Chronic lymphocytic leukemia (CLL) is the most common human leukemia and the majority of patients show a deletion in the region 13q that encodes for mir15-a and mir16-1 that are normally responsible for the targeting of the antiapoptotic B cell lymphoma 2 protein (BCL2) which is consequently overexpressed in CLL and determines this pathology. In the proposed project, we will evaluate the delivery and the uptake efficiency of mir15-a and miR-16-1 through new modified ferritin-based nanoparticles. Compared with traditional systems, the humanized Archaeal ferritin (HumAfFt) offers several advantages and may be an ideal tool for an efficient and targeted delivery of nucleic acids.
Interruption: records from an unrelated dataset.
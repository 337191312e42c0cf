//! Conversion of a [`Program`] into the `argot-metadata` snapshot.

use argot_metadata::{ArgumentInfo, CommandInfo, GroupInfo, OptionInfo, ProgramInfo};

use crate::descriptor::{ArgumentDescriptor, CommandDescriptor, OptionDescriptor, OptionId};
use crate::program::Program;

impl Program {
    /// Snapshot of every declaration, for help renderers and other tooling.
    pub fn describe(&self) -> ProgramInfo {
        let mut info = ProgramInfo::new(self.name.clone());
        info.version = self.version.clone();
        info.description = self.description.clone();
        info.options = self.option_infos(&self.app_options);
        info.groups = self
            .groups
            .iter()
            .map(|group| GroupInfo {
                pieces: group.pieces.clone(),
                description: group.description.clone(),
                options: self.option_infos(&group.options),
                commands: group.commands.iter().map(|id| self.usage(*id)).collect(),
            })
            .collect();
        info.commands = self
            .commands
            .iter()
            .map(|command| self.command_info(command))
            .collect();
        info
    }

    fn option_infos(&self, ids: &[OptionId]) -> Vec<OptionInfo> {
        ids.iter().map(|id| option_info(self.option(*id))).collect()
    }

    fn command_info(&self, command: &CommandDescriptor) -> CommandInfo {
        CommandInfo {
            usage: self.usage(command.id),
            pieces: command.pieces().to_vec(),
            aliases: command
                .aliases
                .iter()
                .skip(1)
                .map(|alias| alias.join(" "))
                .collect(),
            group: command
                .group
                .map(|id| self.group(id).pieces.join(" ")),
            is_default: command.is_default(),
            has_action: command.has_action(),
            description: command.description.clone(),
            arguments: command.arguments.iter().map(argument_info).collect(),
            options: self.option_infos(&command.options),
        }
    }
}

fn option_info(option: &OptionDescriptor) -> OptionInfo {
    OptionInfo {
        long: option.long.clone(),
        short: option.short.map(String::from),
        kind: option.kind.as_str().to_string(),
        flags: option.flags(),
        negated_name: option.negated_name(),
        description: option.description.clone(),
        initial: option.initial.clone(),
        default_value: option.default.clone(),
        has_cast: option.cast.is_some(),
    }
}

fn argument_info(argument: &ArgumentDescriptor) -> ArgumentInfo {
    ArgumentInfo {
        name: argument.name.clone(),
        kind: argument.kind.as_str().to_string(),
        initial: argument.initial.clone(),
        default_value: argument.default.clone(),
    }
}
This chimeric ferritin is endowed with the recognition motifs typical of Human H homopolymer and the unique oligomerization properties of Archaeoglobus fulgidus ferritin. Based on an friendly protocol of purification, it is produced in large amounts, is thermostable and can be readily modified to efficiently encapsulate small nucleic acids into its cavity. Two different approaches will be used for mir-15a and 16-1 loading: i) physical entrapment by Mg2+ induced protein polymerization around nucleic acids and ii) chemical coupling of the thiol terminated miRNA with a cysteine residue located inside the ferritin cavity. Mir15-a and mir16-1 loaded HumAFt will be then tested for uptake efficiency on MEG01 cells, a very simple and powerful model displaying the classic CLL deletion 13q to study the expression of the target genes and the consequent apoptotic induction. We observed that HumAFt deliver efficiently and under physiological conditions fluorescent probes to HeLa cells through the CD71 receptor, overexpressed in many tumoral cell lines. The key deliverable of our project is a new ferritin-based RNAs nanocarrier, as a good alternative in the delivery of nucleic acids into cancer cell of human leukemia overcoming the significant experimental deficiency of traditional transfection agents.